Former Mayor Marty Walsh knew that his choice for police commissioner, the now-suspended Dennis White, had been accused of domestic violence, according to a pair of affidavits filed Monday.

The assertion, made in separate court filings by White and retired Commissioner William Gross, contradicts Walsh’s claim that he was unaware of the allegations against White.

In a statement Monday night, Walsh held fast to his position that he had no knowledge of the allegations against White, which were made by White's then wife and were contained in confidential internal affairs files.

White, a 32-year veteran of the force, was named commissioner February 1, then swiftly placed on administrative leave two days after the Boston Globe reported on the existence of those files, which contained the more than 20-year-old allegations.

The political drama erupted as Walsh was preparing to become U.S. Secretary of Labor.

Following a report from an independent lawyer commissioned by the city to investigate the matter, Acting Mayor Kim Janey last week moved to dismiss White, but was thwarted when White went to Suffolk Superior Court claiming that Janey had overstepped her authority.

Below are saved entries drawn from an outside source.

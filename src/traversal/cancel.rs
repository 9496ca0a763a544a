//! Cooperative cancellation for long traversals.

use std::sync::atomic::{AtomicBool, Ordering};
use std::sync::Arc;

/// A shared flag checked by the evaluator at every node visit.
///
/// Clones share the same flag, so one clone can be handed to another thread
/// (or a signal handler) and cancelled while the walk runs.
#[derive(Debug, Clone, Default)]
pub struct CancelToken {
    cancelled: Arc<AtomicBool>,
}

impl CancelToken {
    pub fn new() -> Self {
        Self::default()
    }

    pub fn cancel(&self) {
        self.cancelled.store(true, Ordering::Relaxed);
    }

    pub fn is_cancelled(&self) -> bool {
        self.cancelled.load(Ordering::Relaxed)
    }
}

#[cfg(test)]
mod tests {
    use super::*;

    #[test]
    fn test_clones_share_state() {
        let token = CancelToken::new();
        let handle = token.clone();
        assert!(!token.is_cancelled());
        handle.cancel();
        assert!(token.is_cancelled());
    }
}
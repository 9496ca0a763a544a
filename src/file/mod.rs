//! File I/O operations for document stores and selectors.
//!
//! This module loads document stores from disk or stdin, transparently
//! decompressing gzip input, and reads selector files in JSON or YAML.

pub mod loader;
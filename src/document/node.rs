//! YAML node representation.
//!
//! This module provides the in-memory data tree walked by the selector
//! evaluator. A `YamlNode` is an immutable, reference-counted handle to a
//! `YamlValue`, so handing nodes to the evaluator never copies subtrees.
//!
//! # Example
//!
//! ```
//! use yamlselect::document::node::{YamlNode, YamlValue};
//!
//! let node = YamlNode::map(vec![
//!     ("name", YamlNode::string("yamlselect")),
//!     ("version", YamlNode::int(1)),
//!     ("parent", YamlNode::link("base")),
//! ]);
//! assert!(node.value().is_object());
//! ```

use std::sync::Arc;

use indexmap::IndexMap;

use crate::traversal::accessor::{NodeKind, Scalar};

/// Represents YAML numbers (integer or float)
#[derive(Debug, Clone, PartialEq)]
pub enum YamlNumber {
    Integer(i64),
    Float(f64),
}

impl std::fmt::Display for YamlNumber {
    fn fmt(&self, f: &mut std::fmt::Formatter<'_>) -> std::fmt::Result {
        match self {
            YamlNumber::Integer(i) => write!(f, "{}", i),
            YamlNumber::Float(fl) => write!(f, "{}", fl),
        }
    }
}

/// A YAML value.
///
/// Objects and arrays contain `YamlNode` handles. A `Link` names another
/// block of the same document store.
#[derive(Debug, Clone, PartialEq)]
pub enum YamlValue {
    /// A YAML object containing key-value pairs
    Object(IndexMap<String, YamlNode>),
    /// A YAML array containing ordered values
    Array(Vec<YamlNode>),
    /// A YAML string
    String(String),
    /// A YAML number (integer or float)
    Number(YamlNumber),
    /// A YAML boolean
    Boolean(bool),
    /// Raw bytes
    Bytes(Vec<u8>),
    /// A YAML null value
    Null,
    /// A link to another block, written `{"/": "<block id>"}`
    Link(String),
}

impl YamlValue {
    /// Returns true if this value is an object.
    pub fn is_object(&self) -> bool {
        matches!(self, YamlValue::Object(_))
    }

    /// Returns true if this value is an array.
    pub fn is_array(&self) -> bool {
        matches!(self, YamlValue::Array(_))
    }

    /// Returns the accessor-level kind of this value.
    pub fn kind(&self) -> NodeKind {
        match self {
            YamlValue::Object(_) => NodeKind::Map,
            YamlValue::Array(_) => NodeKind::List,
            YamlValue::String(_) => NodeKind::String,
            YamlValue::Number(YamlNumber::Integer(_)) => NodeKind::Int,
            YamlValue::Number(YamlNumber::Float(_)) => NodeKind::Float,
            YamlValue::Boolean(_) => NodeKind::Bool,
            YamlValue::Bytes(_) => NodeKind::Bytes,
            YamlValue::Null => NodeKind::Null,
            YamlValue::Link(_) => NodeKind::Link,
        }
    }

    /// Returns the scalar value, or `None` for containers and links.
    pub fn scalar(&self) -> Option<Scalar> {
        match self {
            YamlValue::String(s) => Some(Scalar::String(s.clone())),
            YamlValue::Number(YamlNumber::Integer(i)) => Some(Scalar::Int(*i)),
            YamlValue::Number(YamlNumber::Float(f)) => Some(Scalar::Float(*f)),
            YamlValue::Boolean(b) => Some(Scalar::Bool(*b)),
            YamlValue::Bytes(bytes) => Some(Scalar::Bytes(bytes.clone())),
            YamlValue::Null => Some(Scalar::Null),
            YamlValue::Object(_) | YamlValue::Array(_) | YamlValue::Link(_) => None,
        }
    }
}

/// A shared, immutable handle to a YAML value.
#[derive(Debug, Clone, PartialEq)]
pub struct YamlNode(Arc<YamlValue>);

impl YamlNode {
    /// Creates a new `YamlNode` with the given value.
    pub fn new(value: YamlValue) -> Self {
        Self(Arc::new(value))
    }

    /// Builds an object node, keeping entry order.
    pub fn map<K: Into<String>>(entries: Vec<(K, YamlNode)>) -> Self {
        Self::new(YamlValue::Object(
            entries
                .into_iter()
                .map(|(key, node)| (key.into(), node))
                .collect(),
        ))
    }

    pub fn list(elements: Vec<YamlNode>) -> Self {
        Self::new(YamlValue::Array(elements))
    }

    pub fn string(value: impl Into<String>) -> Self {
        Self::new(YamlValue::String(value.into()))
    }

    pub fn int(value: i64) -> Self {
        Self::new(YamlValue::Number(YamlNumber::Integer(value)))
    }

    pub fn float(value: f64) -> Self {
        Self::new(YamlValue::Number(YamlNumber::Float(value)))
    }

    pub fn boolean(value: bool) -> Self {
        Self::new(YamlValue::Boolean(value))
    }

    pub fn bytes(value: Vec<u8>) -> Self {
        Self::new(YamlValue::Bytes(value))
    }

    pub fn null() -> Self {
        Self::new(YamlValue::Null)
    }

    pub fn link(target: impl Into<String>) -> Self {
        Self::new(YamlValue::Link(target.into()))
    }

    /// Returns an immutable reference to the node's value.
    ///
    /// # Example
    ///
    /// ```
    /// use yamlselect::document::node::{YamlNode, YamlValue};
    ///
    /// let node = YamlNode::boolean(true);
    /// assert!(matches!(node.value(), YamlValue::Boolean(true)));
    /// ```
    pub fn value(&self) -> &YamlValue {
        &self.0
    }

    /// Returns true if both handles point at the same value.
    pub fn ptr_eq(&self, other: &YamlNode) -> bool {
        Arc::ptr_eq(&self.0, &other.0)
    }
}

White’s lawyers have argued that the city's investigation had no basis and that the Janey's move to terminate him is unlawful because of flawed procedure and lack of cause.

Simply put, White's lawyers argue that to remove a police commissioner a hearing must be held before a judge.

Lawyers for the city contend that White lacks the legal standing to halt his own firing.

The two sides are scheduled to go before Suffolk Superior Court Associate Justice Heidi Brieger at 10 a.m. Thursday.

In his affidavit, Gross, who was responsible for vetting candidates for the highest BPD ranks prior to becoming to commissioner, said the mayor “must approve any candidate to the Command Staff,” adding that there is “no way anyone is brought onto” the upper echelon of police ranks without the mayor being briefed regarding each candidate and their internal affairs history.

White described a similar promotion procedure in his affidavit, stating that his internal affairs file was reviewed as early as 2013 when then-Mayor-elect Walsh was considering him for a deputy superintendent post.

From there, White said he was promoted again “to Superintendent in August 2018, and simultaneously appointed as the Commissioner’s Chief of Staff — the third-highest ranking position in the Boston Police Department. Mayor Walsh approved this promotion.”